▶ Stored items:
==*==
//! Technology detection results consumed by the reconciler

use std::path::Path;

use async_trait::async_trait;
use chrono::{DateTime, Utc};
use serde::{Deserialize, Serialize};

use crate::error::Result;

/// Default minimum confidence for a technology to be reported
pub const DEFAULT_CONFIDENCE_THRESHOLD: f64 = 0.6;

/// A single technology found in a project
#[derive(Debug, Clone, PartialEq, Serialize, Deserialize)]
#[serde(rename_all = "camelCase")]
pub struct DetectedTechnology {
    /// Case-sensitive identifier, unique within one detection result
    pub name: String,
    /// Confidence score (0.0 to 1.0)
    pub confidence: f64,
    /// Where the evidence came from (e.g. "package.json", "Cargo.toml")
    pub source: String,
    #[serde(default, skip_serializing_if = "Option::is_none")]
    pub version: Option<String>,
    #[serde(default, skip_serializing_if = "Option::is_none")]
    pub context: Option<String>,
}

impl DetectedTechnology {
    pub fn new(name: impl Into<String>, confidence: f64, source: impl Into<String>) -> Self {
        Self {
            name: name.into(),
            confidence: confidence.clamp(0.0, 1.0),
            source: source.into(),
            version: None,
            context: None,
        }
    }

    pub fn with_version(mut self, version: impl Into<String>) -> Self {
        self.version = Some(version.into());
        self
    }

    pub fn with_context(mut self, context: impl Into<String>) -> Self {
        self.context = Some(context.into());
        self
    }
}

/// Output of one detection run
#[derive(Debug, Clone, PartialEq, Serialize, Deserialize)]
#[serde(rename_all = "camelCase")]
pub struct TechnologyDetectionResult {
    pub technologies: Vec<DetectedTechnology>,
    pub overall_confidence: f64,
    pub detected_at: DateTime<Utc>,
}

impl TechnologyDetectionResult {
    pub fn new(technologies: Vec<DetectedTechnology>, overall_confidence: f64) -> Self {
        Self {
            technologies,
            overall_confidence: overall_confidence.clamp(0.0, 1.0),
            detected_at: Utc::now(),
        }
    }

    pub fn empty() -> Self {
        Self::new(Vec::new(), 0.0)
    }

    /// Technology names in detection order
    pub fn names(&self) -> Vec<String> {
        self.technologies.iter().map(|t| t.name.clone()).collect()
    }
}

/// Scans a project for the technologies it uses
///
/// Implementations are expected to de-duplicate by name before returning.
#[async_trait]
pub trait TechnologyDetector: Send + Sync {
    async fn detect_technologies(
        &self,
        path: &Path,
        confidence_threshold: f64,
    ) -> Result<TechnologyDetectionResult>;
}
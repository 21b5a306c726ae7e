//! Entity, relationship and request/response types at the graph store boundary

use std::collections::BTreeMap;
use std::fmt;

use chrono::{DateTime, TimeZone, Utc};
use serde::{Deserialize, Serialize};

/// Attribute key holding the last detection timestamp on a project node
pub const LAST_UPDATED_ATTR: &str = "lastUpdated";

/// Attribute key holding the comma-joined technology list on a project node
pub const TECHNOLOGIES_ATTR: &str = "technologies";

/// Scalar attribute value stored on a graph node
#[derive(Debug, Clone, PartialEq, Serialize, Deserialize)]
#[serde(untagged)]
pub enum AttributeValue {
    Bool(bool),
    Integer(i64),
    Number(f64),
    Text(String),
}

impl AttributeValue {
    pub fn as_str(&self) -> Option<&str> {
        match self {
            Self::Text(s) => Some(s),
            _ => None,
        }
    }

    pub fn as_f64(&self) -> Option<f64> {
        match self {
            Self::Integer(i) => Some(*i as f64),
            Self::Number(n) => Some(*n),
            _ => None,
        }
    }

    /// Convert a loosely typed JSON value; `None` for null
    ///
    /// Arrays and objects are flattened to their JSON text.
    pub fn from_json(value: serde_json::Value) -> Option<Self> {
        use serde_json::Value;
        match value {
            Value::Null => None,
            Value::Bool(b) => Some(Self::Bool(b)),
            Value::Number(n) => match n.as_i64() {
                Some(i) => Some(Self::Integer(i)),
                None => n.as_f64().map(Self::Number),
            },
            Value::String(s) => Some(Self::Text(s)),
            other => Some(Self::Text(other.to_string())),
        }
    }
}

impl From<&str> for AttributeValue {
    fn from(value: &str) -> Self {
        Self::Text(value.to_string())
    }
}

impl From<String> for AttributeValue {
    fn from(value: String) -> Self {
        Self::Text(value)
    }
}

impl From<bool> for AttributeValue {
    fn from(value: bool) -> Self {
        Self::Bool(value)
    }
}

impl From<i64> for AttributeValue {
    fn from(value: i64) -> Self {
        Self::Integer(value)
    }
}

impl From<usize> for AttributeValue {
    fn from(value: usize) -> Self {
        Self::Integer(value as i64)
    }
}

impl From<f64> for AttributeValue {
    fn from(value: f64) -> Self {
        Self::Number(value)
    }
}

impl fmt::Display for AttributeValue {
    fn fmt(&self, f: &mut fmt::Formatter<'_>) -> fmt::Result {
        match self {
            Self::Bool(b) => write!(f, "{}", b),
            Self::Integer(i) => write!(f, "{}", i),
            Self::Number(n) => write!(f, "{}", n),
            Self::Text(s) => write!(f, "{}", s),
        }
    }
}

pub type Attributes = BTreeMap<String, AttributeValue>;

/// An entity submitted to the graph store
///
/// `name` is the store's dedup key. Re-adding an entity with the same name
/// replaces its attributes wholesale, so the attribute map must always be
/// complete.
#[derive(Debug, Clone, PartialEq, Serialize, Deserialize)]
pub struct GraphEntity {
    pub name: String,
    pub summary: String,
    pub labels: Vec<String>,
    #[serde(default)]
    pub attributes: Attributes,
}

impl GraphEntity {
    pub fn new(name: impl Into<String>, summary: impl Into<String>) -> Self {
        Self {
            name: name.into(),
            summary: summary.into(),
            labels: Vec::new(),
            attributes: Attributes::new(),
        }
    }

    pub fn with_labels<I, S>(mut self, labels: I) -> Self
    where
        I: IntoIterator<Item = S>,
        S: Into<String>,
    {
        self.labels = labels.into_iter().map(Into::into).collect();
        self
    }

    pub fn with_attribute(mut self, key: impl Into<String>, value: impl Into<AttributeValue>) -> Self {
        self.attributes.insert(key.into(), value.into());
        self
    }

    pub fn has_label(&self, label: &str) -> bool {
        self.labels.iter().any(|l| l == label)
    }

    pub fn attribute(&self, key: &str) -> Option<&AttributeValue> {
        self.attributes.get(key)
    }
}

/// Relationship predicates emitted by the reconciler
#[derive(Debug, Clone, Copy, PartialEq, Eq, Hash, Serialize, Deserialize)]
#[serde(rename_all = "SCREAMING_SNAKE_CASE")]
pub enum Predicate {
    /// User works on project
    WorksOn,
    /// Project uses technology
    Uses,
    /// Project belongs to organization
    BelongsTo,
    /// Session occurs in project
    OccursIn,
}

impl Predicate {
    pub fn as_str(&self) -> &'static str {
        match self {
            Self::WorksOn => "WORKS_ON",
            Self::Uses => "USES",
            Self::BelongsTo => "BELONGS_TO",
            Self::OccursIn => "OCCURS_IN",
        }
    }

    pub fn parse(s: &str) -> Option<Self> {
        match s {
            "WORKS_ON" => Some(Self::WorksOn),
            "USES" => Some(Self::Uses),
            "BELONGS_TO" => Some(Self::BelongsTo),
            "OCCURS_IN" => Some(Self::OccursIn),
            _ => None,
        }
    }
}

impl fmt::Display for Predicate {
    fn fmt(&self, f: &mut fmt::Formatter<'_>) -> fmt::Result {
        write!(f, "{}", self.as_str())
    }
}

/// A relationship submitted to the store as a free-text fact
#[derive(Debug, Clone, PartialEq, Serialize, Deserialize)]
pub struct ProjectRelationship {
    pub subject: String,
    pub predicate: Predicate,
    pub object: String,
    pub confidence: f64,
    pub context: String,
}

impl ProjectRelationship {
    pub fn new(subject: impl Into<String>, predicate: Predicate, object: impl Into<String>) -> Self {
        Self {
            subject: subject.into(),
            predicate,
            object: object.into(),
            confidence: 1.0,
            context: String::new(),
        }
    }

    pub fn with_confidence(mut self, confidence: f64) -> Self {
        self.confidence = confidence.clamp(0.0, 1.0);
        self
    }

    pub fn with_context(mut self, context: impl Into<String>) -> Self {
        self.context = context.into();
        self
    }

    /// The sentence submitted to the store
    ///
    /// Byte-identical on every re-assertion; confidence and context are not
    /// part of it.
    pub fn fact(&self) -> String {
        format!("{} {} {}", self.subject, self.predicate, self.object)
    }
}

/// What a search targets
#[derive(Debug, Clone, Copy, PartialEq, Eq, Serialize, Deserialize)]
#[serde(rename_all = "lowercase")]
pub enum SearchScope {
    Nodes,
    Edges,
}

#[derive(Debug, Clone, Default, PartialEq, Serialize, Deserialize)]
pub struct SearchFilters {
    #[serde(default, skip_serializing_if = "Vec::is_empty")]
    pub node_labels: Vec<String>,
}

#[derive(Debug, Clone, PartialEq, Serialize, Deserialize)]
pub struct SearchRequest {
    pub user_id: String,
    pub query: String,
    pub scope: SearchScope,
    #[serde(default, skip_serializing_if = "Option::is_none")]
    pub search_filters: Option<SearchFilters>,
    pub limit: usize,
}

impl SearchRequest {
    pub fn nodes(user_id: impl Into<String>, query: impl Into<String>, limit: usize) -> Self {
        Self {
            user_id: user_id.into(),
            query: query.into(),
            scope: SearchScope::Nodes,
            search_filters: None,
            limit,
        }
    }

    pub fn edges(user_id: impl Into<String>, query: impl Into<String>, limit: usize) -> Self {
        Self {
            scope: SearchScope::Edges,
            ..Self::nodes(user_id, query, limit)
        }
    }

    pub fn with_node_labels<I, S>(mut self, labels: I) -> Self
    where
        I: IntoIterator<Item = S>,
        S: Into<String>,
    {
        self.search_filters = Some(SearchFilters {
            node_labels: labels.into_iter().map(Into::into).collect(),
        });
        self
    }
}

/// A node returned by the store, already validated
#[derive(Debug, Clone, PartialEq, Serialize, Deserialize)]
pub struct GraphNode {
    #[serde(default, skip_serializing_if = "Option::is_none")]
    pub uuid: Option<String>,
    pub name: String,
    #[serde(default)]
    pub summary: String,
    #[serde(default)]
    pub labels: Vec<String>,
    #[serde(default)]
    pub attributes: Attributes,
    #[serde(default, skip_serializing_if = "Option::is_none")]
    pub created_at: Option<DateTime<Utc>>,
}

impl GraphNode {
    pub fn attribute(&self, key: &str) -> Option<&AttributeValue> {
        self.attributes.get(key)
    }

    /// Parsed `lastUpdated` attribute
    ///
    /// Accepts RFC 3339 text or epoch milliseconds; anything else is `None`.
    pub fn last_updated(&self) -> Option<DateTime<Utc>> {
        match self.attribute(LAST_UPDATED_ATTR)? {
            AttributeValue::Text(text) => DateTime::parse_from_rfc3339(text)
                .ok()
                .map(|ts| ts.with_timezone(&Utc)),
            AttributeValue::Integer(millis) => Utc.timestamp_millis_opt(*millis).single(),
            _ => None,
        }
    }

    /// Technology names recorded on the node, in stored order
    pub fn technologies(&self) -> Vec<String> {
        self.attribute(TECHNOLOGIES_ATTR)
            .and_then(AttributeValue::as_str)
            .map(split_technologies)
            .unwrap_or_default()
    }
}

impl From<GraphEntity> for GraphNode {
    fn from(entity: GraphEntity) -> Self {
        Self {
            uuid: None,
            name: entity.name,
            summary: entity.summary,
            labels: entity.labels,
            attributes: entity.attributes,
            created_at: None,
        }
    }
}

/// An edge (fact) returned by the store
#[derive(Debug, Clone, PartialEq, Serialize, Deserialize)]
pub struct GraphEdge {
    #[serde(default, skip_serializing_if = "Option::is_none")]
    pub uuid: Option<String>,
    #[serde(default)]
    pub name: String,
    pub fact: String,
    #[serde(default, skip_serializing_if = "Option::is_none")]
    pub source_node_uuid: Option<String>,
    #[serde(default, skip_serializing_if = "Option::is_none")]
    pub target_node_uuid: Option<String>,
}

#[derive(Debug, Clone, Default, PartialEq)]
pub struct SearchResults {
    pub nodes: Vec<GraphNode>,
    pub edges: Vec<GraphEdge>,
}

/// Payload kind for [`AddRequest`]
#[derive(Debug, Clone, Copy, PartialEq, Eq, Serialize, Deserialize)]
#[serde(rename_all = "lowercase")]
pub enum DataType {
    /// Structured entity document
    Json,
    /// Free-text fact
    Text,
}

#[derive(Debug, Clone, PartialEq, Serialize, Deserialize)]
pub struct AddRequest {
    pub user_id: String,
    #[serde(rename = "type")]
    pub data_type: DataType,
    pub data: String,
}

impl AddRequest {
    pub fn entity(user_id: impl Into<String>, entity: &GraphEntity) -> serde_json::Result<Self> {
        Ok(Self {
            user_id: user_id.into(),
            data_type: DataType::Json,
            data: serde_json::to_string(entity)?,
        })
    }

    pub fn fact(user_id: impl Into<String>, relationship: &ProjectRelationship) -> Self {
        Self {
            user_id: user_id.into(),
            data_type: DataType::Text,
            data: relationship.fact(),
        }
    }
}

/// Join technology names into the stored attribute form
pub fn join_technologies<S: AsRef<str>>(names: &[S]) -> String {
    names
        .iter()
        .map(|n| n.as_ref())
        .collect::<Vec<_>>()
        .join(",")
}

/// Split the stored attribute form back into names
pub fn split_technologies(joined: &str) -> Vec<String> {
    joined
        .split(',')
        .map(str::trim)
        .filter(|s| !s.is_empty())
        .map(str::to_string)
        .collect()
}
#![forbid(unsafe_code)]

//! Action log daemon: keeps a supervised store connection and serves the API.

use std::sync::Arc;

use actionlog_daemon::{http, Cli, SurrealStore, Supervisor};
use clap::Parser;
use tower_http::{cors::CorsLayer, trace::TraceLayer};
use tracing_subscriber::{layer::SubscriberExt, util::SubscriberInitExt};

#[tokio::main]
async fn main() -> anyhow::Result<()> {
    let cli = Cli::parse();

    tracing_subscriber::registry()
        .with(tracing_subscriber::EnvFilter::new(&cli.log))
        .with(tracing_subscriber::fmt::layer())
        .init();

    tracing::debug!(config = ?cli, "configuration loaded");

    let store = Arc::new(SurrealStore::new(
        &cli.db_url,
        &cli.ns,
        &cli.db,
        cli.health_interval(),
    ));
    let sup = Supervisor::new(store, cli.supervisor_config());

    // A failed first attempt schedules its own retry; the API serves either way.
    sup.connect().await;

    let app = http::router(sup)
        .layer(TraceLayer::new_for_http())
        .layer(CorsLayer::permissive());

    tracing::info!(listen = %cli.listen, "daemon starting");
    let listener = tokio::net::TcpListener::bind(cli.listen).await?;
    axum::serve(listener, app)
        .with_graceful_shutdown(shutdown_signal())
        .await?;
    tracing::info!("daemon stopped");
    Ok(())
}

async fn shutdown_signal() {
    if let Err(e) = tokio::signal::ctrl_c().await {
        tracing::warn!(error = %e, "failed to listen for shutdown signal");
        std::future::pending::<()>().await;
    }
}
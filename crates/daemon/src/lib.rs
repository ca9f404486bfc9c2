#![forbid(unsafe_code)]

//! Action log daemon: buffers producer actions, persists them to a document
//! store and serves snapshot lookups over HTTP.

pub mod buffer;
pub mod config;
pub mod db;
pub mod http;
pub mod log_id;
pub mod queries;
pub mod supervisor;
pub mod task_cache;

pub use buffer::SubmitError;
pub use config::Cli;
pub use db::SurrealStore;
pub use queries::LookupError;
pub use supervisor::{ConnectionState, Status, Supervisor, SupervisorConfig};
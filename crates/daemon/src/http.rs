use actionlog_core::api::{PivotQuery, SnapshotQuery, SubmitResponse};
use actionlog_core::ActionRecord;
use axum::{
    extract::{rejection::JsonRejection, Query, State},
    http::StatusCode,
    response::{IntoResponse, Response},
    routing::{get, post},
    Json, Router,
};
use serde_json::Value;

use crate::buffer::SubmitError;
use crate::queries::LookupError;
use crate::supervisor::{Status, Supervisor};

#[derive(Clone)]
pub struct AppState {
    sup: Supervisor,
}

pub fn router(sup: Supervisor) -> Router {
    let state = AppState { sup };
    Router::new()
        .route("/healthz", get(healthz))
        .route("/v1/actions", post(submit_actions))
        .route("/v1/actions/first", get(first_action))
        .route("/v1/actions/last", get(last_action))
        .route("/v1/actions/next", get(next_action))
        .route("/v1/actions/previous", get(previous_action))
        .with_state(state)
}

async fn healthz(State(st): State<AppState>) -> Json<Status> {
    Json(st.sup.status())
}

async fn submit_actions(
    State(st): State<AppState>,
    body: Result<Json<Value>, JsonRejection>,
) -> Result<(StatusCode, Json<SubmitResponse>), SubmitError> {
    let Json(batch) = body.map_err(|rejection| {
        tracing::warn!(error = %rejection, "unreadable action batch");
        SubmitError::InvalidInput
    })?;
    st.sup.submit(batch).await?;
    Ok((
        StatusCode::ACCEPTED,
        Json(SubmitResponse {
            ok: true,
            message: None,
        }),
    ))
}

async fn first_action(
    State(st): State<AppState>,
    Query(q): Query<SnapshotQuery>,
) -> Result<Json<Option<ActionRecord>>, AppError> {
    Ok(Json(st.sup.get_first(&q.task_id, &q.user_id).await?))
}

async fn last_action(
    State(st): State<AppState>,
    Query(q): Query<SnapshotQuery>,
) -> Result<Json<Option<ActionRecord>>, AppError> {
    Ok(Json(st.sup.get_last(&q.task_id, &q.user_id).await?))
}

async fn next_action(
    State(st): State<AppState>,
    Query(q): Query<PivotQuery>,
) -> Result<Json<Option<ActionRecord>>, AppError> {
    Ok(Json(st.sup.get_next(&q.task_id, &q.user_id, q.timestamp).await?))
}

async fn previous_action(
    State(st): State<AppState>,
    Query(q): Query<PivotQuery>,
) -> Result<Json<Option<ActionRecord>>, AppError> {
    Ok(Json(
        st.sup
            .get_previous(&q.task_id, &q.user_id, q.timestamp)
            .await?,
    ))
}

impl IntoResponse for SubmitError {
    fn into_response(self) -> Response {
        let code = match self {
            SubmitError::InvalidInput => StatusCode::BAD_REQUEST,
            SubmitError::Unavailable => StatusCode::SERVICE_UNAVAILABLE,
        };
        let body = SubmitResponse {
            ok: false,
            message: Some(self.to_string()),
        };
        (code, Json(body)).into_response()
    }
}

#[derive(Debug)]
pub struct AppError(LookupError);

impl From<LookupError> for AppError {
    fn from(value: LookupError) -> Self {
        Self(value)
    }
}

impl IntoResponse for AppError {
    fn into_response(self) -> Response {
        let code = match &self.0 {
            LookupError::Unavailable => StatusCode::SERVICE_UNAVAILABLE,
            LookupError::Store(_) => StatusCode::INTERNAL_SERVER_ERROR,
        };
        tracing::error!(error = %self.0, "lookup failed");
        let body = Json(serde_json::json!({
            "error": self.0.to_string()
        }));
        (code, body).into_response()
    }
}
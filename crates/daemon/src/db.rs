use std::sync::{PoisonError, RwLock};
use std::time::Duration;

use actionlog_core::model::{ACTION_COLLECTION, TASK_COLLECTION};
use actionlog_core::{
    ActionFilter, ActionRecord, ChangeEvent, ChangeStream, DocumentStore, OperationType, Sort,
    StoreError,
};
use async_trait::async_trait;
use futures::StreamExt;
use serde::de::IgnoredAny;
use serde::Deserialize;
use surrealdb::engine::any::{self, Any};
use surrealdb::{Action, Notification, Surreal};

/// [`DocumentStore`] backed by SurrealDB.
///
/// The endpoint scheme selects the engine: `ws://` / `wss://` for a remote
/// server, `mem://` or `surrealkv://<dir>` for an embedded one.
pub struct SurrealStore {
    url: String,
    ns: String,
    db: String,
    health_interval: Duration,
    conn: RwLock<Option<Surreal<Any>>>,
}

#[derive(Deserialize)]
struct TaskCount {
    total: i64,
}

impl SurrealStore {
    pub fn new(url: &str, ns: &str, db: &str, health_interval: Duration) -> Self {
        Self {
            url: url.to_string(),
            ns: ns.to_string(),
            db: db.to_string(),
            health_interval,
            conn: RwLock::new(None),
        }
    }

    fn handle(&self) -> Result<Surreal<Any>, StoreError> {
        self.conn
            .read()
            .unwrap_or_else(PoisonError::into_inner)
            .clone()
            .ok_or_else(|| StoreError::Unavailable("not connected".into()))
    }
}

#[async_trait]
impl DocumentStore for SurrealStore {
    async fn connect(&self) -> Result<(), StoreError> {
        let db = any::connect(self.url.as_str()).await.map_err(unavailable)?;
        db.use_ns(self.ns.as_str())
            .use_db(self.db.as_str())
            .await
            .map_err(unavailable)?;
        db.query(include_str!("../schema.surql"))
            .await
            .and_then(|resp| resp.check())
            .map_err(unavailable)?;

        *self.conn.write().unwrap_or_else(PoisonError::into_inner) = Some(db);
        Ok(())
    }

    async fn closed(&self) -> StoreError {
        let mut tick = tokio::time::interval(self.health_interval);
        loop {
            tick.tick().await;
            let db = match self.handle() {
                Ok(db) => db,
                Err(e) => return e,
            };
            if let Err(e) = db.health().await {
                return StoreError::Closed(e.to_string());
            }
        }
    }

    async fn find(
        &self,
        filter: &ActionFilter,
        sort: Sort,
        limit: usize,
    ) -> Result<Vec<ActionRecord>, StoreError> {
        let db = self.handle()?;
        let mut query = db.query(select_sql(filter, sort, limit));
        if let Some(task_id) = &filter.task_id {
            query = query.bind(("task_id", task_id.clone()));
        }
        if let Some(user_id) = &filter.user_id {
            query = query.bind(("user_id", user_id.clone()));
        }
        if let Some(after) = filter.after {
            query = query.bind(("after", after));
        }
        if let Some(before) = filter.before {
            query = query.bind(("before", before));
        }

        let mut resp = query.await.map_err(query_failed)?;
        resp.take(0).map_err(query_failed)
    }

    async fn task_exists(&self, task_id: &str) -> Result<bool, StoreError> {
        let db = self.handle()?;
        let sql = format!(
            "SELECT count() AS total FROM {TASK_COLLECTION} \
             WHERE id = type::thing('{TASK_COLLECTION}', $id) GROUP ALL;"
        );
        let mut resp = db
            .query(sql)
            .bind(("id", task_id.to_string()))
            .await
            .map_err(query_failed)?;
        let count: Option<TaskCount> = resp.take(0).map_err(query_failed)?;
        Ok(count.is_some_and(|c| c.total > 0))
    }

    async fn create(&self, record: &ActionRecord) -> Result<ActionRecord, StoreError> {
        let db = self.handle()?;
        let created: Option<ActionRecord> = db
            .create(ACTION_COLLECTION)
            .content(record.clone())
            .await
            .map_err(|e| StoreError::Write(e.to_string()))?;
        created.ok_or_else(|| StoreError::Write("create returned no record".into()))
    }

    async fn watch(&self) -> Result<ChangeStream, StoreError> {
        let db = self.handle()?;
        let live: surrealdb::method::Stream<Vec<IgnoredAny>> = db
            .select(ACTION_COLLECTION)
            .live()
            .await
            .map_err(query_failed)?;

        let changes = live.filter_map(|item: surrealdb::Result<Notification<IgnoredAny>>| async move {
            match item {
                Ok(notification) => operation_of(notification.action).map(|operation| {
                    Ok(ChangeEvent {
                        collection: ACTION_COLLECTION.to_string(),
                        operation,
                    })
                }),
                Err(e) => Some(Err(StoreError::Query(e.to_string()))),
            }
        });
        Ok(Box::pin(changes))
    }
}

fn operation_of(action: Action) -> Option<OperationType> {
    match action {
        Action::Create => Some(OperationType::Insert),
        Action::Update => Some(OperationType::Update),
        Action::Delete => Some(OperationType::Delete),
        #[allow(unreachable_patterns)]
        _ => None,
    }
}

fn select_sql(filter: &ActionFilter, sort: Sort, limit: usize) -> String {
    let mut clauses = Vec::new();
    if filter.task_id.is_some() {
        clauses.push("taskId = $task_id");
    }
    if filter.user_id.is_some() {
        clauses.push("userId = $user_id");
    }
    if filter.with_code_state {
        clauses.push("codeState != NONE AND codeState != NULL");
    }
    if filter.after.is_some() {
        clauses.push("timestamp > $after");
    }
    if filter.before.is_some() {
        clauses.push("timestamp < $before");
    }

    let where_clause = if clauses.is_empty() {
        String::new()
    } else {
        format!(" WHERE {}", clauses.join(" AND "))
    };
    let order = match sort {
        Sort::TimestampAsc => "timestamp ASC",
        Sort::TimestampDesc => "timestamp DESC",
        Sort::LogIdDesc => "logId DESC",
    };
    format!("SELECT * FROM {ACTION_COLLECTION}{where_clause} ORDER BY {order} LIMIT {limit};")
}

fn unavailable(e: surrealdb::Error) -> StoreError {
    StoreError::Unavailable(e.to_string())
}

fn query_failed(e: surrealdb::Error) -> StoreError {
    StoreError::Query(e.to_string())
}

#[cfg(test)]
mod tests {
    use super::*;

    #[test]
    fn max_log_id_query_has_no_filter() {
        assert_eq!(
            select_sql(&ActionFilter::all(), Sort::LogIdDesc, 1),
            "SELECT * FROM action ORDER BY logId DESC LIMIT 1;"
        );
    }

    #[test]
    fn snapshot_query_binds_every_bound() {
        let filter = ActionFilter::snapshots("t1", "u1").after(10).before(20);
        let sql = select_sql(&filter, Sort::TimestampAsc, 1);
        assert_eq!(
            sql,
            "SELECT * FROM action WHERE taskId = $task_id AND userId = $user_id \
             AND codeState != NONE AND codeState != NULL AND timestamp > $after \
             AND timestamp < $before ORDER BY timestamp ASC LIMIT 1;"
        );
    }

    #[test]
    fn handle_requires_connection() {
        let store = SurrealStore::new("mem://", "actionlog", "main", Duration::from_secs(1));
        assert_eq!(
            store.handle().err(),
            Some(StoreError::Unavailable("not connected".into()))
        );
    }

    #[tokio::test]
    async fn embedded_store_round_trip() {
        let store = SurrealStore::new("mem://", "actionlog", "main", Duration::from_secs(1));
        store.connect().await.unwrap();

        for (ts, log_id) in [(10, 1), (30, 3), (20, 2)] {
            let record = ActionRecord {
                task_id: "t1".into(),
                user_id: "u1".into(),
                timestamp: ts,
                kind: "edit".into(),
                code_state: Some(serde_json::json!("x")),
                log_id,
            };
            store.create(&record).await.unwrap();
        }

        let top = store
            .find_one(&ActionFilter::all(), Sort::LogIdDesc)
            .await
            .unwrap()
            .unwrap();
        assert_eq!(top.log_id, 3);

        let next = store
            .find_one(&ActionFilter::snapshots("t1", "u1").after(10), Sort::TimestampAsc)
            .await
            .unwrap()
            .unwrap();
        assert_eq!(next.timestamp, 20);

        assert!(!store.task_exists("nope").await.unwrap());
    }
}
==*==
▶ Aim of the exercise:
Work out how many lines contain the word "tick" in the records, and answer with the number only.

▶ Response to the exercise:
2